Ahkaf Suresi Özellikleri, Açıklaması ve Ayet Ayet Türkçe Meali, Hakkında Bilgi

0
Advertisement

Ahkaf Suresi nedir? Ahkaf Suresi ne zaman ve nerede indirilmiştir, kaç ayetten oluşur? Ahkaf suresinin konusu ve anlamı hakkında bilgi

Ahkaf Suresi

Ahkaf Suresi Hakkında Bilgi

Ahkaf Suresi; Kuran-ı Kerim’in 46. suresidir. 35 ayetten oluşur. Mekke’de inmiştir.

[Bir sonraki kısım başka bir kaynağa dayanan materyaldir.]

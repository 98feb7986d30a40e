//! Broker-facing message model

use chrono::{DateTime, Utc};
use serde::{Deserialize, Serialize};
use std::collections::HashMap;
use std::fmt;

use crate::error::{IdempotencyError, IdempotencyResult};

/// Header carrying the producer-assigned dedup key
pub const IDEMPOTENCY_KEY_HEADER: &str = "idempotency_key";

/// Maximum dedup key length (matches `processed_messages.message_key`)
pub const MAX_KEY_LEN: usize = 255;

/// An ordered, independently assigned subset of a topic
#[derive(Debug, Clone, PartialEq, Eq, Hash, PartialOrd, Ord, Serialize, Deserialize)]
pub struct TopicPartition {
    pub topic: String,
    pub partition: i32,
}

impl TopicPartition {
    pub fn new(topic: impl Into<String>, partition: i32) -> Self {
        Self {
            topic: topic.into(),
            partition,
        }
    }
}

impl fmt::Display for TopicPartition {
    fn fmt(&self, f: &mut fmt::Formatter<'_>) -> fmt::Result {
        write!(f, "{}/{}", self.topic, self.partition)
    }
}

/// Position of a handled message within its partition
///
/// Acknowledging a position means every message up to and including `offset`
/// reached a terminal verdict. Broker adapters translate this into their own
/// "next offset to read" convention.
#[derive(Debug, Clone, PartialEq, Eq, Serialize, Deserialize)]
pub struct ConsumerPosition {
    pub topic: String,
    pub partition: i32,
    pub offset: i64,
}

/// Immutable unit of work delivered by the broker
#[derive(Debug, Clone, PartialEq, Eq)]
pub struct Message {
    /// Business/idempotency key, unique per logical action
    pub key: String,
    pub topic: String,
    pub partition: i32,
    pub offset: i64,
    /// Opaque business data
    pub payload: Vec<u8>,
    pub headers: HashMap<String, String>,
    pub received_at: DateTime<Utc>,
}

impl Message {
    pub fn new(
        key: impl Into<String>,
        topic: impl Into<String>,
        partition: i32,
        offset: i64,
        payload: impl Into<Vec<u8>>,
    ) -> Self {
        Self {
            key: key.into(),
            topic: topic.into(),
            partition,
            offset,
            payload: payload.into(),
            headers: HashMap::new(),
            received_at: Utc::now(),
        }
    }

    pub fn with_header(mut self, name: impl Into<String>, value: impl Into<String>) -> Self {
        self.headers.insert(name.into(), value.into());
        self
    }

    pub fn topic_partition(&self) -> TopicPartition {
        TopicPartition::new(self.topic.clone(), self.partition)
    }

    pub fn position(&self) -> ConsumerPosition {
        ConsumerPosition {
            topic: self.topic.clone(),
            partition: self.partition,
            offset: self.offset,
        }
    }

    /// Deserialize the payload as JSON
    pub fn json<T: serde::de::DeserializeOwned>(&self) -> IdempotencyResult<T> {
        Ok(serde_json::from_slice(&self.payload)?)
    }
}

/// Pick the dedup key for a record: explicit header first, then the record key
pub fn extract_key(headers: &HashMap<String, String>, record_key: Option<&[u8]>) -> String {
    if let Some(key) = headers.get(IDEMPOTENCY_KEY_HEADER) {
        if !key.is_empty() {
            return key.clone();
        }
    }

    record_key
        .and_then(|k| std::str::from_utf8(k).ok())
        .map(str::to_string)
        .unwrap_or_default()
}

/// Validate dedup key format
pub fn validate_key(key: &str) -> IdempotencyResult<()> {
    if key.is_empty() {
        return Err(IdempotencyError::InvalidKey(
            "Dedup key cannot be empty".to_string(),
        ));
    }

    if key.len() > MAX_KEY_LEN {
        return Err(IdempotencyError::InvalidKey(format!(
            "Dedup key too long: {} characters (max {})",
            key.len(),
            MAX_KEY_LEN
        )));
    }

    Ok(())
}

#[cfg(test)]
mod tests {
    use super::*;

    #[test]
    fn test_validate_key() {
        assert!(validate_key("ORD-42").is_ok());
        assert!(validate_key(&"x".repeat(255)).is_ok());

        let err = validate_key("").unwrap_err();
        assert!(matches!(err, IdempotencyError::InvalidKey(_)));

        let err = validate_key(&"x".repeat(256)).unwrap_err();
        assert!(matches!(err, IdempotencyError::InvalidKey(_)));
    }

    #[test]
    fn test_extract_key_prefers_header() {
        let mut headers = HashMap::new();
        headers.insert(IDEMPOTENCY_KEY_HEADER.to_string(), "ORD-42".to_string());

        assert_eq!(extract_key(&headers, Some(b"account-7")), "ORD-42");
    }

    #[test]
    fn test_extract_key_falls_back_to_record_key() {
        let headers = HashMap::new();
        assert_eq!(extract_key(&headers, Some(b"ORD-43")), "ORD-43");
        assert_eq!(extract_key(&headers, None), "");
        // Non UTF-8 record keys cannot serve as dedup keys
        assert_eq!(extract_key(&headers, Some(&[0xff, 0xfe])), "");
    }

    #[test]
    fn test_position_matches_message() {
        let message = Message::new("ORD-42", "trade.orders", 3, 17, b"{}".to_vec());
        let position = message.position();

        assert_eq!(position.topic, "trade.orders");
        assert_eq!(position.partition, 3);
        assert_eq!(position.offset, 17);
        assert_eq!(message.topic_partition().to_string(), "trade.orders/3");
    }
}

Arapça ahkaf sözcüğü kum tepeleri anlamını taşır. Sure, Ad kavminin kum tepeleri altında kalarak yok edildiğini anlattığı için bu adla bilinir. Ahkaf sözcüğünün geçtiği 21.-25. ayetler şöyledir: “Ad’ın soydaşını bir düşün. O ahkaf bölgesindeki ulusunu uyarmış, doğrusu sizin için büyük günün azabından korkuyorum demişti. Onlar da sen bizi tanrılarımızdan vazgeçirmeye mi geldin, demişlerdi. Bir bulutun üstlerine geldiğini görünce, işte bir yağmur bulutu, dediler. Yok, o sizin çabucak gelmesini istediğinizdir, onunla bir fırtına geliyor ki, içinde acıklı bir azap vardır. Şimdi o Tanrımın buyruğuyla her şeyi yok edecek. Bunun üzerine evlerin yıkıntılarından başka bir şey görünmez oldu. İşte biz günahkârları böyle cezalandırırız”.

“Kendisinden önce ve sonra uyarıcıların gelip geçmiş olan Âd kavminin kardeşini hatırla. Hani Ahkâf’taki kavmini, “Ancak Allah’a ibadet edin, çünkü ben sizin adınıza büyük bir günün azabından korkuyorum” diye uyarmıştı.” (Ahkaf-21)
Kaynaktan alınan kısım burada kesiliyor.